A co-production between Roger Corman's New World Pictures and Italian company Rover Film, The Arena was shot on-location in Rome, including at Cinecittà Studios. The film's cinematographer, exploitation filmmaker Joe D'Amato, was billed as director (under the alias 'Michael Wortuba') on Italian release prints.

The film was released in the United States by New World Pictures on January 15, 1974.

==Plot==
In the ancient Roman town of Brundisium, a group of slave girls are sold to a man named Timarchus, the organizer of the events that take place in the town’s colosseum. After a fight breaks out amongst the girls, Timarchus gets the idea of putting the women in the ring to fight to the death. The recently captured Nubian Mamawi and Gaulic Bodicia realize they must stick together if they are to survive.

==Production==

=== Development ===
The movie was one of a series of women-in-prison films that Roger Corman co-financed following the success of The Big Doll House, including The Big Bird Cage, The Hot Box and Black Mama, White Mama. Most of those films had been shot in the Philippines but The Arena would be a European co production. Corman recalled: "It was the story of women and gladiators, based loosely on the Spartacus story. Again it was an attempt to make an R-rated film with some sex, some violence, some humor, and a political theme. The theme here was simply freedom with a women's-lib viewpoint."
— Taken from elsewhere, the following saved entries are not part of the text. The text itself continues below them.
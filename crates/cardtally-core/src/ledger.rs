// Game ledger: players, the committed round log and the pending round.

use std::collections::BTreeMap;

use chrono::{DateTime, Utc};
use serde::Serialize;
use tracing::{debug, info};

use crate::error::LedgerError;
use crate::player::{Player, PlayerId};
use crate::round::{Round, RoundId};
use crate::rules::{LedgerRules, ScoreGoal};
use crate::snapshot::LedgerSnapshot;

/// Where the ledger is in its lifecycle.
#[derive(Debug, Clone, Copy, PartialEq, Eq, Serialize)]
#[serde(rename_all = "snake_case")]
pub enum Phase {
    /// Players are being set up; nothing has been committed or started.
    Setup,
    /// A game is running. Rounds may be committed.
    Active,
}

/// Metadata recorded when a game is explicitly started.
#[derive(Debug, Clone, PartialEq, Eq, Serialize)]
pub struct GameInfo {
    pub id: u64,
    pub name: String,
    pub goal: ScoreGoal,
    pub created_at: DateTime<Utc>,
}

/// One row of the standings table.
#[derive(Debug, Clone, PartialEq, Eq, Serialize)]
pub struct Standing {
    pub player: Player,
    pub total: i64,
}

/// The authoritative in-memory record of one game session.
///
/// Cumulative totals are never stored: they are summed from the round log
/// whenever asked for, so removing a player or resetting history cannot
/// leave a stale total behind.
#[derive(Debug, Clone)]
pub struct GameLedger {
    rules: LedgerRules,
    players: Vec<Player>,
    rounds: Vec<Round>,
    pending: BTreeMap<PlayerId, i64>,
    phase: Phase,
    game: Option<GameInfo>,
    next_player_id: u64,
    next_round_id: u64,
    next_game_id: u64,
}

impl Default for GameLedger {
    fn default() -> Self {
        GameLedger::new(LedgerRules::default())
    }
}

impl GameLedger {
    /// Create an empty ledger in the Setup phase.
    ///
    /// `rules.min_players` is raised to 2 if configured lower.
    pub fn new(mut rules: LedgerRules) -> Self {
        rules.min_players = rules.min_players.max(2);
        GameLedger {
            rules,
            players: Vec::new(),
            rounds: Vec::new(),
            pending: BTreeMap::new(),
            phase: Phase::Setup,
            game: None,
            next_player_id: 1,
            next_round_id: 1,
            next_game_id: 1,
        }
    }

    // -----------------------------------------------------------------------
    // Roster
    // -----------------------------------------------------------------------

    /// Add a player with the trimmed `name`. The player joins the pending
    /// round at 0.
    pub fn add_player(&mut self, name: &str) -> Result<Player, LedgerError> {
        self.check_roster_unlocked()?;

        let name = name.trim();
        if name.is_empty() {
            return Err(LedgerError::EmptyName);
        }
        if let Some(existing) = self.player_by_name(name) {
            return Err(LedgerError::DuplicateName {
                name: existing.name.clone(),
            });
        }

        let player = Player {
            id: PlayerId(self.next_player_id),
            name: name.to_string(),
        };
        self.next_player_id += 1;

        self.pending.insert(player.id, 0);
        self.players.push(player.clone());
        info!("Added player {} ({})", player.name, player.id);
        Ok(player)
    }

    /// Remove a player, dropping its pending entry and its entries in every
    /// committed round. Other players' deltas are untouched.
    pub fn remove_player(&mut self, id: PlayerId) -> Result<Player, LedgerError> {
        self.check_roster_unlocked()?;

        let idx = self
            .players
            .iter()
            .position(|p| p.id == id)
            .ok_or(LedgerError::NotFound { id })?;

        let player = self.players.remove(idx);
        self.pending.remove(&id);
        for round in &mut self.rounds {
            round.forget_player(id);
        }
        info!("Removed player {} ({})", player.name, player.id);
        Ok(player)
    }

    fn check_roster_unlocked(&self) -> Result<(), LedgerError> {
        if self.rules.lock_roster_when_active && self.phase == Phase::Active {
            return Err(LedgerError::RosterLocked);
        }
        Ok(())
    }

    fn check_enough_players(&self) -> Result<(), LedgerError> {
        if self.players.len() < self.rules.min_players {
            return Err(LedgerError::InsufficientPlayers {
                required: self.rules.min_players,
                actual: self.players.len(),
            });
        }
        Ok(())
    }

    // -----------------------------------------------------------------------
    // Game lifecycle
    // -----------------------------------------------------------------------

    /// Start (or rename) the game. Requires at least `min_players` players.
    pub fn start_game(&mut self, name: &str, goal: ScoreGoal) -> Result<&GameInfo, LedgerError> {
        self.start_game_at(name, goal, Utc::now())
    }

    /// `start_game` with an explicit creation timestamp.
    pub fn start_game_at(
        &mut self,
        name: &str,
        goal: ScoreGoal,
        created_at: DateTime<Utc>,
    ) -> Result<&GameInfo, LedgerError> {
        let name = name.trim();
        if name.is_empty() {
            return Err(LedgerError::EmptyName);
        }
        self.check_enough_players()?;

        let info = match self.game.take() {
            // Restarting an active game keeps its identity and timestamp.
            Some(existing) => GameInfo {
                name: name.to_string(),
                goal,
                ..existing
            },
            None => {
                let id = self.next_game_id;
                self.next_game_id += 1;
                GameInfo {
                    id,
                    name: name.to_string(),
                    goal,
                    created_at,
                }
            }
        };
        info!(
            "Game '{}' started with {} players ({})",
            info.name,
            self.players.len(),
            info.goal
        );
        self.phase = Phase::Active;
        let info: &GameInfo = self.game.insert(info);
        Ok(info)
    }

    /// Clear the round history and the pending round. Players, phase and
    /// game metadata are kept; numbering restarts at 1.
    pub fn reset_rounds(&mut self) {
        let cleared = self.rounds.len();
        self.rounds.clear();
        self.zero_pending();
        info!("Reset {} committed rounds", cleared);
    }

    /// Discard everything: players, rounds, pending scores and game metadata.
    /// Id counters keep running so ids are never reused.
    pub fn new_game(&mut self) {
        self.players.clear();
        self.rounds.clear();
        self.pending.clear();
        self.game = None;
        self.phase = Phase::Setup;
        info!("Ledger cleared for a new game");
    }

    // -----------------------------------------------------------------------
    // Pending round
    // -----------------------------------------------------------------------

    /// Add `delta` to a player's pending score, honoring the score floor.
    ///
    /// With `ScoreFloor::Zero` the player's displayed score (total + pending)
    /// is clamped at 0 and only the effective change is kept. Returns the
    /// player's new pending score. Fails with `ScoreOverflow` if the player's
    /// displayed score or the open round's total would leave the `i64` range.
    pub fn adjust_pending_score(&mut self, id: PlayerId, delta: i64) -> Result<i64, LedgerError> {
        if self.player(id).is_none() {
            return Err(LedgerError::NotFound { id });
        }
        let overflow = LedgerError::ScoreOverflow { id };

        let displayed = self.display_score(id);
        let target = self
            .rules
            .score_floor
            .apply(displayed, delta)
            .ok_or(overflow.clone())?;
        let effective = target.checked_sub(displayed).ok_or(overflow.clone())?;
        let pending = self
            .pending_score(id)
            .checked_add(effective)
            .ok_or(overflow.clone())?;

        // The open round becomes a committed round; its total must stay in range.
        self.pending
            .iter()
            .map(|(&p, &v)| if p == id { pending } else { v })
            .try_fold(0i64, |acc, v| acc.checked_add(v))
            .ok_or(overflow)?;

        self.pending.insert(id, pending);
        debug!(
            "Pending score for {} adjusted by {} (effective {}), now {}",
            id, delta, effective, pending
        );
        Ok(pending)
    }

    /// Whether any pending score is non-zero. Callers use this to gate
    /// committing a round; the ledger itself accepts an all-zero round.
    pub fn has_non_zero_pending(&self) -> bool {
        self.pending.values().any(|&v| v != 0)
    }

    /// Freeze the pending scores into the next round and zero the pending
    /// round. Moves a Setup ledger to Active.
    pub fn commit_round(&mut self) -> Result<&Round, LedgerError> {
        self.check_enough_players()?;

        let scores: BTreeMap<PlayerId, i64> = self
            .players
            .iter()
            .map(|p| (p.id, self.pending_score(p.id)))
            .collect();
        let number = self.rounds.len() as u32 + 1;
        let round = Round::new(RoundId(self.next_round_id), number, scores);
        self.next_round_id += 1;

        info!(
            "Committed round {} ({}), total {}",
            round.number(),
            round.id(),
            round.total()
        );
        self.rounds.push(round);
        self.zero_pending();
        self.phase = Phase::Active;

        Ok(&self.rounds[self.rounds.len() - 1])
    }

    fn zero_pending(&mut self) {
        self.pending = self.players.iter().map(|p| (p.id, 0)).collect();
    }

    // -----------------------------------------------------------------------
    // Queries
    // -----------------------------------------------------------------------

    pub fn rules(&self) -> &LedgerRules {
        &self.rules
    }

    pub fn phase(&self) -> Phase {
        self.phase
    }

    pub fn game(&self) -> Option<&GameInfo> {
        self.game.as_ref()
    }

    /// Players in insertion order.
    pub fn players(&self) -> &[Player] {
        &self.players
    }

    /// Committed rounds in commit order.
    pub fn rounds(&self) -> &[Round] {
        &self.rounds
    }

    /// Pending scores keyed by player id.
    pub fn pending(&self) -> &BTreeMap<PlayerId, i64> {
        &self.pending
    }

    /// Number the next committed round will get.
    pub fn round_number(&self) -> u32 {
        self.rounds.len() as u32 + 1
    }

    pub fn player(&self, id: PlayerId) -> Option<&Player> {
        self.players.iter().find(|p| p.id == id)
    }

    /// Look up a player by case-insensitive name.
    pub fn player_by_name(&self, name: &str) -> Option<&Player> {
        self.players.iter().find(|p| p.has_name(name))
    }

    /// Sum of the player's deltas over all committed rounds. Unknown players
    /// score 0.
    pub fn total_score(&self, id: PlayerId) -> i64 {
        self.rounds
            .iter()
            .fold(0i64, |acc, r| acc.saturating_add(r.score_for(id)))
    }

    pub fn pending_score(&self, id: PlayerId) -> i64 {
        self.pending.get(&id).copied().unwrap_or(0)
    }

    /// Running score shown while a round is open: total plus pending.
    pub fn display_score(&self, id: PlayerId) -> i64 {
        self.total_score(id).saturating_add(self.pending_score(id))
    }

    /// Players ranked by descending total. Equal totals keep insertion order.
    pub fn standings(&self) -> Vec<Standing> {
        let mut standings: Vec<Standing> = self
            .players
            .iter()
            .map(|p| Standing {
                player: p.clone(),
                total: self.total_score(p.id),
            })
            .collect();
        // sort_by is stable
        standings.sort_by(|a, b| b.total.cmp(&a.total));
        standings
    }

    /// Goal of the started game, or the rules' default.
    pub fn goal(&self) -> ScoreGoal {
        self.game
            .as_ref()
            .map(|g| g.goal)
            .unwrap_or(self.rules.default_goal)
    }

    /// The leading player under `goal`, once at least one round is committed.
    ///
    /// Scans players in insertion order and only replaces the incumbent on a
    /// strict improvement, so the first player to reach the extreme wins ties.
    pub fn winner(&self, goal: ScoreGoal) -> Option<&Player> {
        if self.rounds.is_empty() {
            return None;
        }

        let mut best: Option<(&Player, i64)> = None;
        for player in &self.players {
            let total = self.total_score(player.id);
            match best {
                Some((_, incumbent)) if !goal.improves(total, incumbent) => {}
                _ => best = Some((player, total)),
            }
        }
        best.map(|(player, _)| player)
    }

    /// `winner` under the game's goal.
    pub fn current_winner(&self) -> Option<&Player> {
        self.winner(self.goal())
    }

    /// Whether a round may be committed right now: enough players and at
    /// least one non-zero pending score.
    pub fn can_commit(&self) -> bool {
        self.players.len() >= self.rules.min_players && self.has_non_zero_pending()
    }

    /// Capture the read model a front end renders.
    pub fn snapshot(&self) -> LedgerSnapshot {
        LedgerSnapshot::capture(self)
    }
}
Martin Scorsese said that Roger Corman offered him the film to direct following Boxcar Bertha. However he elected to make Mean Streets instead. Pam Grier was excited to make the film as it involved a trip to Italy and she had enjoyed working with Markov.

=== Filming ===
The Arena was the first feature directed by Steve Carver, who worked in post production at New World. Carver recalled: "The script had several scenes in which the girls were undressed—one of Roger's prerequisites. A clause in Pam and Maggie's contracts included full frontal nudity and precluded any discussions whatsoever." He said Federico Fellini was shooting Amarcord at the same studios and came to visit the production.

While Steve Carver is credited as the director in the American version of the film, the Italian version omits Carver and names "Michael Wotruba" as director instead. Michael Wotruba was a pseudonym then used by Joe D'Amato. D'Amato is credited in both versions as cinematographer under his birth name Aristide Massaccesi.

In an interview, D'Amato said the Italian producer Franco Gaudenzi did not trust Carver, who was sent by Roger Corman, and sent D'Amato to take care of the cinematography and help Carver if needed. According to D'Amato, Carver ended up directing the scenes with dialog, whereas he himself took care of the fight sequences in the arena.

D'Amato called the movie "a fascinating experience. I was just the director for hire on that [...] and I knew going in I wouldn't receive the proper credit. I was only listed as the director of photography on the titles. I saw it again recently on American TV. It was far better than my original version released in Italy because [Joe] Dante cut it faster."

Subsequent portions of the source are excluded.